* PROBLEM DESCRIPTION
Output the whole listing with nothing altered.

[RECORD EXCERPTS Boundary: Start]

//! Local sync snapshot: reading, merging and serving it as a tier.

use super::cascade::Tier;
use super::query::{Origin, PageQuery, PageResult};
use async_trait::async_trait;
use folio_core::{CacheFamily, CacheStore, ContentRecord, Error, LocalSyncSnapshot};
use std::sync::Arc;

/// Key of the single snapshot value in the `local_sync` family.
pub const SNAPSHOT_KEY: &str = "snapshot";

pub async fn load(store: &CacheStore) -> LocalSyncSnapshot {
    store.get(CacheFamily::LocalSync, SNAPSHOT_KEY).await.unwrap_or_default()
}

/// Upsert `records` into the stored snapshot.
///
/// Returns the snapshot size after the merge, or `None` when the merge was
/// skipped because the stored value could not be read.
pub async fn merge(store: &CacheStore, records: Vec<ContentRecord>, cap: Option<usize>) -> Option<usize> {
    if records.is_empty() {
        return None;
    }
    let now = store.now();
    let merged = store
        .merge(CacheFamily::LocalSync, SNAPSHOT_KEY, |current: Option<LocalSyncSnapshot>| {
            let mut snapshot = current.unwrap_or_default();
            snapshot.merge(records, cap, now);
            snapshot
        })
        .await?;
    tracing::debug!(records = merged.len(), "local snapshot merged");
    Some(merged.len())
}

fn matches(record: &ContentRecord, query: &PageQuery) -> bool {
    if let Some(slug) = &query.slug
        && &record.slug != slug
    {
        return false;
    }
    if let Some(category) = query.category
        && !record.categories.contains(&category)
    {
        return false;
    }
    if let Some(tag) = query.tag
        && !record.tags.contains(&tag)
    {
        return false;
    }
    if let Some(search) = &query.search {
        let needle = search.to_lowercase();
        return [&record.title, &record.excerpt, &record.body].iter().any(|s| s.to_lowercase().contains(&needle));
    }
    true
}

/// Filter and paginate a snapshot in memory.
pub fn page_of(snapshot: &LocalSyncSnapshot, query: &PageQuery) -> PageResult {
    let matching: Vec<&ContentRecord> = snapshot.records.iter().filter(|r| matches(r, query)).collect();
    let total = matching.len() as u64;
    let per_page = u64::from(query.per_page.max(1));
    let records = matching.into_iter().skip(query.offset()).take(query.per_page as usize).cloned().collect();

    PageResult { records, total_pages: total.div_ceil(per_page), total, origin: Origin::Snapshot, source: None }
}

/// Serves pages from the stored snapshot when every source failed.
pub struct SnapshotTier {
    store: Arc<CacheStore>,
}

impl SnapshotTier {
    pub fn new(store: Arc<CacheStore>) -> Self {
        Self { store }
    }
}

#[async_trait]
impl Tier for SnapshotTier {
    fn name(&self) -> &str {
        "snapshot"
    }

    async fn attempt(&self, query: &PageQuery) -> Result<PageResult, Error> {
        let snapshot = load(&self.store).await;
        if snapshot.is_empty() {
            return Err(Error::NotFound("local snapshot is empty".into()));
        }

        let page = page_of(&snapshot, query);
        if page.records.is_empty() {
            return Err(Error::NotFound(format!("no snapshot records for page {}", query.page)));
        }
        Ok(page)
    }
}

#[cfg(test)]
mod tests {
    use super::*;
    use chrono::{Duration, Utc};
    use folio_core::{CacheDb, CachePolicy};

    fn record(id: i64, hours_ago: i64) -> ContentRecord {
        ContentRecord {
            id,
            date: Utc::now() - Duration::hours(hours_ago),
            modified: None,
            slug: format!("post-{id}"),
            title: format!("Post {id}"),
            body: if id % 2 == 0 { "even body".into() } else { "odd body".into() },
            excerpt: String::new(),
            categories: vec![id % 3],
            tags: vec![],
        }
    }

    async fn store() -> Arc<CacheStore> {
        let db = Arc::new(CacheDb::open_in_memory().await.unwrap());
        Arc::new(CacheStore::new(db, CachePolicy::default()))
    }

    #[tokio::test]
    async fn test_merge_accumulates_and_caps() {
        let store = store().await;
        assert_eq!(merge(&store, (1..=4).map(|i| record(i, i)).collect(), Some(5)).await, Some(4));
        assert_eq!(merge(&store, (3..=8).map(|i| record(i, i)).collect(), Some(5)).await, Some(5));

        let snapshot = load(&store).await;
        let ids: Vec<i64> = snapshot.records.iter().map(|r| r.id).collect();
        assert_eq!(ids, vec![1, 2, 3, 4, 5]);
        assert!(snapshot.updated_at.is_some());
    }

    #[tokio::test]
    async fn test_merge_empty_is_noop() {
        let store = store().await;
        assert_eq!(merge(&store, Vec::new(), None).await, None);
        assert!(load(&store).await.is_empty());
    }

    #[test]
    fn test_page_of_filters_and_paginates() {
        let snapshot = LocalSyncSnapshot { records: (1..=12).map(|i| record(i, i)).collect(), updated_at: None };

        let first = page_of(&snapshot, &PageQuery::new(1, 10));
        assert_eq!(first.records.len(), 10);
        assert_eq!((first.total_pages, first.total), (2, 12));
        assert_eq!(first.records[0].id, 1);

        let second = page_of(&snapshot, &PageQuery::new(2, 10));
        assert_eq!(second.records.iter().map(|r| r.id).collect::<Vec<_>>(), vec![11, 12]);

        let by_category = page_of(&snapshot, &PageQuery::new(1, 10).with_category(0));
        assert!(by_category.records.iter().all(|r| r.id % 3 == 0));
        assert_eq!(by_category.total, 4);

        let by_search = page_of(&snapshot, &PageQuery::new(1, 50).with_search("EVEN"));
        assert_eq!(by_search.total, 6);

        let by_slug = page_of(&snapshot, &PageQuery::by_slug("post-7"));
        assert_eq!(by_slug.records.len(), 1);
        assert_eq!(by_slug.records[0].id, 7);
    }

    #[tokio::test]
    async fn test_tier_fails_when_empty_or_unmatched() {
        let store = store().await;
        let tier = SnapshotTier::new(store.clone());
        assert!(matches!(tier.attempt(&PageQuery::new(1, 10)).await, Err(Error::NotFound(_))));

        merge(&store, vec![record(1, 1)], None).await;
        let page = tier.attempt(&PageQuery::new(1, 10)).await.unwrap();
        assert_eq!(page.origin, Origin::Snapshot);
        assert!(page.is_degraded());
        assert!(matches!(tier.attempt(&PageQuery::new(3, 10)).await, Err(Error::NotFound(_))));
    }
}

[RECORD EXCERPTS Boundary: End]

* RESULT OF THE TASK
//! Local sync snapshot: reading, merging and serving it as a tier.

use super::cascade::Tier;
use super::query::{Origin, PageQuery, PageResult};
use async_trait::async_trait;
use folio_core::{CacheFamily, CacheStore, ContentRecord, Error, LocalSyncSnapshot};
use std::sync::Arc;

/// Key of the single snapshot value in the `local_sync` family.
pub const SNAPSHOT_KEY: &str = "snapshot";

pub async fn load(store: &CacheStore) -> LocalSyncSnapshot {
    store.get(CacheFamily::LocalSync, SNAPSHOT_KEY).await.unwrap_or_default()
}

/// Upsert `records` into the stored snapshot.
///
/// Returns the snapshot size after the merge, or `None` when the merge was
/// skipped because the stored value could not be read.
pub async fn merge(store: &CacheStore, records: Vec<ContentRecord>, cap: Option<usize>) -> Option<usize> {
    if records.is_empty() {
        return None;
    }
    let now = store.now();
    let merged = store
        .merge(CacheFamily::LocalSync, SNAPSHOT_KEY, |current: Option<LocalSyncSnapshot>| {
            let mut snapshot = current.unwrap_or_default();
            snapshot.merge(records, cap, now);
            snapshot
        })
        .await?;
    tracing::debug!(records = merged.len(), "local snapshot merged");
    Some(merged.len())
}

fn matches(record: &ContentRecord, query: &PageQuery) -> bool {
    if let Some(slug) = &query.slug
        && &record.slug != slug
    {
        return false;
    }
    if let Some(category) = query.category
        && !record.categories.contains(&category)
    {
        return false;
    }
    if let Some(tag) = query.tag
        && !record.tags.contains(&tag)
    {
        return false;
    }
    if let Some(search) = &query.search {
        let needle = search.to_lowercase();
        return [&record.title, &record.excerpt, &record.body].iter().any(|s| s.to_lowercase().contains(&needle));
    }
    true
}

/// Filter and paginate a snapshot in memory.
pub fn page_of(snapshot: &LocalSyncSnapshot, query: &PageQuery) -> PageResult {
    let matching: Vec<&ContentRecord> = snapshot.records.iter().filter(|r| matches(r, query)).collect();
    let total = matching.len() as u64;
    let per_page = u64::from(query.per_page.max(1));
    let records = matching.into_iter().skip(query.offset()).take(query.per_page as usize).cloned().collect();

    PageResult { records, total_pages: total.div_ceil(per_page), total, origin: Origin::Snapshot, source: None }
}

/// Serves pages from the stored snapshot when every source failed.
pub struct SnapshotTier {
    store: Arc<CacheStore>,
}

impl SnapshotTier {
    pub fn new(store: Arc<CacheStore>) -> Self {
        Self { store }
    }
}

#[async_trait]
impl Tier for SnapshotTier {
    fn name(&self) -> &str {
        "snapshot"
    }

    async fn attempt(&self, query: &PageQuery) -> Result<PageResult, Error> {
        let snapshot = load(&self.store).await;
        if snapshot.is_empty() {
            return Err(Error::NotFound("local snapshot is empty".into()));
        }

        let page = page_of(&snapshot, query);
        if page.records.is_empty() {
            return Err(Error::NotFound(format!("no snapshot records for page {}", query.page)));
        }
        Ok(page)
    }
}

#[cfg(test)]
mod tests {
    use super::*;
    use chrono::{Duration, Utc};
    use folio_core::{CacheDb, CachePolicy};

    fn record(id: i64, hours_ago: i64) -> ContentRecord {
        ContentRecord {
            id,
            date: Utc::now() - Duration::hours(hours_ago),
            modified: None,
            slug: format!("post-{id}"),
            title: format!("Post {id}"),
            body: if id % 2 == 0 { "even body".into() } else { "odd body".into() },
            excerpt: String::new(),
            categories: vec![id % 3],
            tags: vec![],
        }
    }

    async fn store() -> Arc<CacheStore> {
        let db = Arc::new(CacheDb::open_in_memory().await.unwrap());
        Arc::new(CacheStore::new(db, CachePolicy::default()))
    }

    #[tokio::test]
    async fn test_merge_accumulates_and_caps() {
        let store = store().await;
        assert_eq!(merge(&store, (1..=4).map(|i| record(i, i)).collect(), Some(5)).await, Some(4));
        assert_eq!(merge(&store, (3..=8).map(|i| record(i, i)).collect(), Some(5)).await, Some(5));

        let snapshot = load(&store).await;
        let ids: Vec<i64> = snapshot.records.iter().map(|r| r.id).collect();
        assert_eq!(ids, vec![1, 2, 3, 4, 5]);
        assert!(snapshot.updated_at.is_some());
    }

    #[tokio::test]
    async fn test_merge_empty_is_noop() {
        let store = store().await;
        assert_eq!(merge(&store, Vec::new(), None).await, None);
        assert!(load(&store).await.is_empty());
    }

    #[test]
    fn test_page_of_filters_and_paginates() {
        let snapshot = LocalSyncSnapshot { records: (1..=12).map(|i| record(i, i)).collect(), updated_at: None };

        let first = page_of(&snapshot, &PageQuery::new(1, 10));
        assert_eq!(first.records.len(), 10);
        assert_eq!((first.total_pages, first.total), (2, 12));
        assert_eq!(first.records[0].id, 1);

        let second = page_of(&snapshot, &PageQuery::new(2, 10));
        assert_eq!(second.records.iter().map(|r| r.id).collect::<Vec<_>>(), vec![11, 12]);

        let by_category = page_of(&snapshot, &PageQuery::new(1, 10).with_category(0));
        assert!(by_category.records.iter().all(|r| r.id % 3 == 0));
        assert_eq!(by_category.total, 4);

        let by_search = page_of(&snapshot, &PageQuery::new(1, 50).with_search("EVEN"));
        assert_eq!(by_search.total, 6);

        let by_slug = page_of(&snapshot, &PageQuery::by_slug("post-7"));
        assert_eq!(by_slug.records.len(), 1);
        assert_eq!(by_slug.records[0].id, 7);
    }

    #[tokio::test]
    async fn test_tier_fails_when_empty_or_unmatched() {
        let store = store().await;
        let tier = SnapshotTier::new(store.clone());
        assert!(matches!(tier.attempt(&PageQuery::new(1, 10)).await, Err(Error::NotFound(_))));

        merge(&store, vec![record(1, 1)], None).await;
        let page = tier.attempt(&PageQuery::new(1, 10)).await.unwrap();
        assert_eq!(page.origin, Origin::Snapshot);
        assert!(page.is_degraded());
        assert!(matches!(tier.attempt(&PageQuery::new(3, 10)).await, Err(Error::NotFound(_))));
    }
}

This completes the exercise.